Saved entries.
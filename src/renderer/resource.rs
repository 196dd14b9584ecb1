//! 资源管理模块
//!
//! GPU 图像与缓冲区。
//!
//! # 设计原则
//!
//! - **布局跟踪**：每个资源记录自己当前的访问状态，屏障从这里读取转换的起点
//! - **视图随用法**：图像持有的视图恰好是用法所要求的那几种
//! - **自动对齐**：常量缓冲区对齐到 256 字节，纹理上传的行跨度对齐到 256 字节
//! - **显式释放**：`free` 消费句柄，归还描述符槽位并销毁原生资源

use std::path::Path;

use bytemuck::Pod;

use crate::core::error::{GraphicsError, Result};
use crate::gfx::backend::{BufferDesc, GpuDevice, HeapKind, TextureDesc, ViewDimension};
use crate::renderer::command::{align_up, CommandBuffer, CommandBufferType, TEXTURE_PITCH_ALIGNMENT};
use crate::renderer::context::Context;
use crate::renderer::descriptor::{CpuDescriptorHandle, DescriptorHeapType, DescriptorIndex};
use crate::{gpu_error, gpu_warn};

/// D3D12 常量缓冲区的放置对齐
pub const CONSTANT_BUFFER_ALIGNMENT: u64 = 256;

/// 像素格式
#[derive(Debug, Clone, Copy, PartialEq, Eq, Hash)]
pub enum ImageFormat {
    /// 8 位 RGBA（UNORM）
    Rgba8,
    /// 32 位浮点 RGBA
    Rgba32Float,
    /// 16 位浮点 RGBA
    Rgba16Float,
    /// 32 位浮点深度
    Depth32,
}

impl ImageFormat {
    pub fn bytes_per_pixel(&self) -> u32 {
        match self {
            ImageFormat::Rgba8 => 4,
            ImageFormat::Rgba32Float => 16,
            ImageFormat::Rgba16Float => 8,
            ImageFormat::Depth32 => 4,
        }
    }

    pub fn is_depth(&self) -> bool {
        matches!(self, ImageFormat::Depth32)
    }
}

/// 图像用法，创建时固定
#[derive(Debug, Clone, Copy, PartialEq, Eq, Hash)]
pub enum ImageUsage {
    RenderTarget,
    DepthTarget,
    ShaderResource,
    Storage,
    Copy,
}

impl ImageUsage {
    /// 新建图像的初始布局
    ///
    /// ShaderResource 图像以 CopyDest 开始：它们必须先通过上传填充内容，
    /// 再由调用方转换到 ShaderResource 后才能被着色器读取。
    /// 经 `Image::from_cpu` 上传后布局为 Common（拷贝队列的状态衰减）。
    pub fn initial_layout(&self) -> ImageLayout {
        match self {
            ImageUsage::RenderTarget => ImageLayout::RenderTarget,
            ImageUsage::DepthTarget => ImageLayout::Depth,
            ImageUsage::ShaderResource => ImageLayout::CopyDest,
            ImageUsage::Storage => ImageLayout::Storage,
            ImageUsage::Copy => ImageLayout::Common,
        }
    }
}

/// 资源的访问状态
#[derive(Debug, Clone, Copy, PartialEq, Eq, Hash)]
pub enum ImageLayout {
    CopyDest,
    CopySource,
    Depth,
    Present,
    RenderTarget,
    ShaderResource,
    Storage,
    Common,
}

/// 缓冲区类型
#[derive(Debug, Clone, Copy, PartialEq, Eq, Hash)]
pub enum BufferType {
    /// 顶点缓冲区
    Vertex,
    /// 索引缓冲区
    Index,
    /// 常量缓冲区
    Constant,
    /// 上传缓冲区（CPU -> GPU）
    Upload,
}

/// 图像持有的描述符槽位
#[derive(Debug, Clone, Copy, Default, PartialEq, Eq)]
pub struct ImageViews {
    pub rtv: Option<DescriptorIndex>,
    pub dsv: Option<DescriptorIndex>,
    pub srv: Option<DescriptorIndex>,
    pub uav: Option<DescriptorIndex>,
}

/// GPU 图像
pub struct Image<D: GpuDevice> {
    native: D::Resource,
    width: u32,
    height: u32,
    array_layers: u16,
    format: ImageFormat,
    usage: ImageUsage,
    layout: ImageLayout,
    views: ImageViews,
    rtv_handle: Option<CpuDescriptorHandle>,
}

impl<D: GpuDevice> std::fmt::Debug for Image<D> {
    fn fmt(&self, f: &mut std::fmt::Formatter<'_>) -> std::fmt::Result {
        f.debug_struct("Image")
            .field("width", &self.width)
            .field("height", &self.height)
            .field("array_layers", &self.array_layers)
            .field("format", &self.format)
            .field("usage", &self.usage)
            .field("layout", &self.layout)
            .field("views", &self.views)
            .field("rtv_handle", &self.rtv_handle)
            .finish_non_exhaustive()
    }
}

impl<D: GpuDevice> Image<D> {
    /// 创建二维图像，并按用法创建视图
    ///
    /// - RenderTarget: RTV + SRV + UAV
    /// - DepthTarget: DSV
    /// - ShaderResource: SRV
    /// - Storage: UAV
    /// - Copy: 无
    pub fn new(
        ctx: &mut Context<D>,
        width: u32,
        height: u32,
        format: ImageFormat,
        usage: ImageUsage,
    ) -> Result<Self> {
        Self::check_format(format, usage)?;
        let mut image = Self::create(ctx, width, height, 1, format, usage)?;
        if let Err(e) = image.create_views(ctx, ViewDimension::Texture2D, ViewDimension::Texture2D) {
            image.free(ctx);
            return Err(e);
        }
        Ok(image)
    }

    /// 创建 6 面的立方体贴图
    ///
    /// ShaderResource 得到立方体 SRV，Storage 得到 6 层的二维数组 UAV。
    /// 立方体贴图不能作为渲染目标或深度目标。
    pub fn new_cube_map(
        ctx: &mut Context<D>,
        width: u32,
        height: u32,
        format: ImageFormat,
        usage: ImageUsage,
    ) -> Result<Self> {
        if matches!(usage, ImageUsage::RenderTarget | ImageUsage::DepthTarget) {
            gpu_warn!(usage = ?usage, "Cube maps cannot be used as render or depth targets");
            return Err(GraphicsError::InvalidUsage(format!(
                "cube map with {:?} usage is not supported",
                usage
            ))
            .into());
        }
        Self::check_format(format, usage)?;

        let mut image = Self::create(ctx, width, height, 6, format, usage)?;
        if let Err(e) = image.create_views(
            ctx,
            ViewDimension::TextureCube,
            ViewDimension::Texture2DArray { layers: 6 },
        ) {
            image.free(ctx);
            return Err(e);
        }
        Ok(image)
    }

    /// 创建只用于拷贝的 RGBA8 图像，不分配任何描述符
    ///
    /// 图像放在默认堆上：D3D12 不允许在上传堆上创建纹理。
    pub fn new_copy(ctx: &mut Context<D>, width: u32, height: u32) -> Result<Self> {
        Self::create(ctx, width, height, 1, ImageFormat::Rgba8, ImageUsage::Copy)
    }

    /// 从 CPU 像素数据创建 ShaderResource 图像
    ///
    /// 像素先按 256 字节行跨度写入临时上传缓冲，再通过上传队列拷贝到图像，
    /// 函数在拷贝完成后才返回。拷贝队列上访问过的资源在执行完成后衰减回 COMMON，
    /// 所以返回的图像处于 Common 布局，被着色器读取前需要调用方转换到 ShaderResource。
    ///
    /// 宽或高为 0、像素字节数与尺寸不符、或尺寸字节数溢出时返回 `InvalidUsage`。
    pub fn from_cpu(ctx: &mut Context<D>, source: &CpuImage) -> Result<Self> {
        let format = if source.is_float {
            ImageFormat::Rgba32Float
        } else {
            ImageFormat::Rgba8
        };

        if source.width == 0 || source.height == 0 {
            gpu_warn!(width = source.width, height = source.height, "CPU image has a zero extent");
            return Err(GraphicsError::InvalidUsage(format!(
                "CPU image extent {}x{} is empty",
                source.width, source.height
            ))
            .into());
        }

        let extent_bytes = source
            .width
            .checked_mul(format.bytes_per_pixel())
            .and_then(|row| (row as usize).checked_mul(source.height as usize).map(|total| (row, total)));
        let (row_bytes, expected) = match extent_bytes {
            Some(sizes) => sizes,
            None => {
                gpu_warn!(width = source.width, height = source.height, "CPU image extent overflows");
                return Err(GraphicsError::InvalidUsage(format!(
                    "CPU image extent {}x{} {:?} is too large",
                    source.width, source.height, format
                ))
                .into());
            }
        };
        if source.pixels.len() != expected {
            gpu_warn!(
                expected,
                actual = source.pixels.len(),
                "CPU image pixel data does not match its extent"
            );
            return Err(GraphicsError::InvalidUsage(format!(
                "CPU image has {} bytes, {}x{} {:?} needs {}",
                source.pixels.len(),
                source.width,
                source.height,
                format,
                expected
            ))
            .into());
        }

        let row_pitch = align_up(row_bytes, TEXTURE_PITCH_ALIGNMENT);
        let mut staged = vec![0u8; row_pitch as usize * source.height as usize];
        for (row, pixels) in source.pixels.chunks_exact(row_bytes as usize).enumerate() {
            let start = row * row_pitch as usize;
            staged[start..start + pixels.len()].copy_from_slice(pixels);
        }

        let mut image = Self::new(ctx, source.width, source.height, format, ImageUsage::ShaderResource)?;

        let mut staging = match Buffer::new(ctx, BufferType::Upload, staged.len() as u64, 0) {
            Ok(buffer) => buffer,
            Err(e) => {
                image.free(ctx);
                return Err(e);
            }
        };
        let mut commands = match CommandBuffer::new(ctx.device(), CommandBufferType::Upload) {
            Ok(commands) => commands,
            Err(e) => {
                staging.free();
                image.free(ctx);
                return Err(e);
            }
        };

        let uploaded = Self::upload(ctx, &mut commands, &mut staging, &staged, &image);

        commands.free();
        staging.free();

        match uploaded {
            Ok(()) => {
                image.layout = ImageLayout::Common;
                Ok(image)
            }
            Err(e) => {
                gpu_error!(
                    width = source.width,
                    height = source.height,
                    "Image upload failed: {}",
                    e
                );
                image.free(ctx);
                Err(e)
            }
        }
    }

    fn upload(
        ctx: &mut Context<D>,
        commands: &mut CommandBuffer<D>,
        staging: &mut Buffer<D>,
        bytes: &[u8],
        image: &Image<D>,
    ) -> Result<()> {
        staging.write(0, bytes)?;
        commands.begin()?;
        commands.buffer_barrier(staging, ImageLayout::CopySource)?;
        commands.copy_buffer_to_image(staging, image)?;
        commands.end()?;
        ctx.submit(commands)?;
        // 阻塞到上传队列排空，之后临时缓冲才能释放
        ctx.flush_queue(CommandBufferType::Upload)
    }

    /// 把交换链缓冲包装成只带 RTV 的渲染目标图像
    pub(crate) fn from_swap_chain(
        ctx: &mut Context<D>,
        native: D::Resource,
        width: u32,
        height: u32,
        format: ImageFormat,
    ) -> Result<Self> {
        let mut image = Self {
            native,
            width,
            height,
            array_layers: 1,
            format,
            usage: ImageUsage::RenderTarget,
            layout: ImageLayout::Present,
            views: ImageViews::default(),
            rtv_handle: None,
        };
        if let Err(e) = image.create_rtv(ctx) {
            image.free(ctx);
            return Err(e);
        }
        Ok(image)
    }

    fn check_format(format: ImageFormat, usage: ImageUsage) -> Result<()> {
        let depth_usage = usage == ImageUsage::DepthTarget;
        if format.is_depth() != depth_usage {
            gpu_warn!(format = ?format, usage = ?usage, "Image format does not match its usage");
            return Err(GraphicsError::InvalidUsage(format!(
                "{:?} format cannot be used with {:?} usage",
                format, usage
            ))
            .into());
        }
        Ok(())
    }

    fn create(
        ctx: &mut Context<D>,
        width: u32,
        height: u32,
        array_layers: u16,
        format: ImageFormat,
        usage: ImageUsage,
    ) -> Result<Self> {
        if width == 0 || height == 0 {
            gpu_warn!(width, height, usage = ?usage, "Image extent must be non-zero");
            return Err(GraphicsError::InvalidUsage(format!("image extent {}x{} is empty", width, height)).into());
        }
        let desc = TextureDesc {
            width,
            height,
            array_layers,
            format,
            allow_render_target: usage == ImageUsage::RenderTarget,
            allow_depth_stencil: usage == ImageUsage::DepthTarget,
            allow_unordered_access: matches!(usage, ImageUsage::RenderTarget | ImageUsage::Storage),
        };
        let layout = usage.initial_layout();
        let native = ctx.device().create_texture(&desc, layout).map_err(|e| {
            gpu_error!(width, height, format = ?format, "D3D12: Failed to create texture: {}", e);
            e
        })?;

        Ok(Self {
            native,
            width,
            height,
            array_layers,
            format,
            usage,
            layout,
            views: ImageViews::default(),
            rtv_handle: None,
        })
    }

    fn create_views(
        &mut self,
        ctx: &mut Context<D>,
        srv_dimension: ViewDimension,
        uav_dimension: ViewDimension,
    ) -> Result<()> {
        match self.usage {
            ImageUsage::RenderTarget => {
                self.create_rtv(ctx)?;
                self.create_srv(ctx, srv_dimension)?;
                self.create_uav(ctx, uav_dimension)?;
            }
            ImageUsage::DepthTarget => {
                let index = ctx.heap_mut(DescriptorHeapType::Dsv).alloc()?;
                self.views.dsv = Some(index);
                let dest = ctx.heap(DescriptorHeapType::Dsv).cpu(index);
                ctx.device()
                    .create_depth_stencil_view(&self.native, self.format, dest)?;
            }
            ImageUsage::ShaderResource => self.create_srv(ctx, srv_dimension)?,
            ImageUsage::Storage => self.create_uav(ctx, uav_dimension)?,
            ImageUsage::Copy => {}
        }
        Ok(())
    }

    fn create_rtv(&mut self, ctx: &mut Context<D>) -> Result<()> {
        let index = ctx.heap_mut(DescriptorHeapType::Rtv).alloc()?;
        self.views.rtv = Some(index);
        let dest = ctx.heap(DescriptorHeapType::Rtv).cpu(index);
        ctx.device()
            .create_render_target_view(&self.native, self.format, dest)?;
        self.rtv_handle = Some(dest);
        Ok(())
    }

    fn create_srv(&mut self, ctx: &mut Context<D>, dimension: ViewDimension) -> Result<()> {
        let index = ctx.heap_mut(DescriptorHeapType::CbvSrvUav).alloc()?;
        self.views.srv = Some(index);
        let dest = ctx.heap(DescriptorHeapType::CbvSrvUav).cpu(index);
        ctx.device()
            .create_shader_resource_view(&self.native, self.format, dimension, dest)
    }

    fn create_uav(&mut self, ctx: &mut Context<D>, dimension: ViewDimension) -> Result<()> {
        let index = ctx.heap_mut(DescriptorHeapType::CbvSrvUav).alloc()?;
        self.views.uav = Some(index);
        let dest = ctx.heap(DescriptorHeapType::CbvSrvUav).cpu(index);
        ctx.device()
            .create_unordered_access_view(&self.native, self.format, dimension, dest)
    }

    pub fn width(&self) -> u32 {
        self.width
    }

    pub fn height(&self) -> u32 {
        self.height
    }

    pub fn array_layers(&self) -> u16 {
        self.array_layers
    }

    pub fn is_cube_map(&self) -> bool {
        self.array_layers == 6
    }

    pub fn format(&self) -> ImageFormat {
        self.format
    }

    pub fn usage(&self) -> ImageUsage {
        self.usage
    }

    /// 当前跟踪的布局，由 `CommandBuffer::image_barrier` 在录制时更新
    pub fn layout(&self) -> ImageLayout {
        self.layout
    }

    pub(crate) fn set_layout(&mut self, layout: ImageLayout) {
        self.layout = layout;
    }

    pub fn views(&self) -> &ImageViews {
        &self.views
    }

    /// 渲染目标视图的 CPU 地址
    pub fn rtv_handle(&self) -> Option<CpuDescriptorHandle> {
        self.rtv_handle
    }

    pub fn native(&self) -> &D::Resource {
        &self.native
    }

    /// 归还所有描述符槽位并销毁原生资源
    pub fn free(self, ctx: &mut Context<D>) {
        let slots = [
            (DescriptorHeapType::Rtv, self.views.rtv),
            (DescriptorHeapType::Dsv, self.views.dsv),
            (DescriptorHeapType::CbvSrvUav, self.views.srv),
            (DescriptorHeapType::CbvSrvUav, self.views.uav),
        ];
        for (heap, index) in slots {
            if let Some(index) = index {
                ctx.heap_mut(heap).free_space(index);
            }
        }
        ctx.device().destroy_resource(self.native);
    }
}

Prompt.
Look through the entries above and find each line where the word "uploaded" occurs; copy those lines.

Response to this task.
        let uploaded = Self::upload(ctx, &mut commands, &mut staging, &staged, &image);
        match uploaded {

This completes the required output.